SUPPLIED DATA>
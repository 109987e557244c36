//! Data models for Tally

mod collection;
mod payment;
mod product;
mod rate_version;
mod record;
mod supplier;
mod sync;
mod sync_conflict;

pub use collection::{Collection, CollectionPatch, NewCollection};
pub use payment::{NewPayment, Payment, PaymentPatch, PaymentType};
pub use product::{normalize_unit, NewProduct, Product, ProductPatch};
pub use rate_version::{NewRateVersion, RateVersion, RateVersionPatch};
pub use record::{RecordId, RecordMeta, RecordStatus, SyncMetadata, SyncOrigin};
pub use supplier::{NewSupplier, Supplier, SupplierPatch};
pub use sync::{
    EntityKind, OperationKind, SyncOperation, SyncRequest, SyncResponse, SyncResult, SyncStatus,
};
pub use sync_conflict::ConflictData;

REQUIRED WORK> Reproduce only those lines of the entries above that run from the line with "mod supplier;" to the final line.

SOLUTION TO THE PROBLEM>
mod supplier;
mod sync;
mod sync_conflict;

pub use collection::{Collection, CollectionPatch, NewCollection};
pub use payment::{NewPayment, Payment, PaymentPatch, PaymentType};
pub use product::{normalize_unit, NewProduct, Product, ProductPatch};
pub use rate_version::{NewRateVersion, RateVersion, RateVersionPatch};
pub use record::{RecordId, RecordMeta, RecordStatus, SyncMetadata, SyncOrigin};
pub use supplier::{NewSupplier, Supplier, SupplierPatch};
pub use sync::{
    EntityKind, OperationKind, SyncOperation, SyncRequest, SyncResponse, SyncResult, SyncStatus,
};
pub use sync_conflict::ConflictData;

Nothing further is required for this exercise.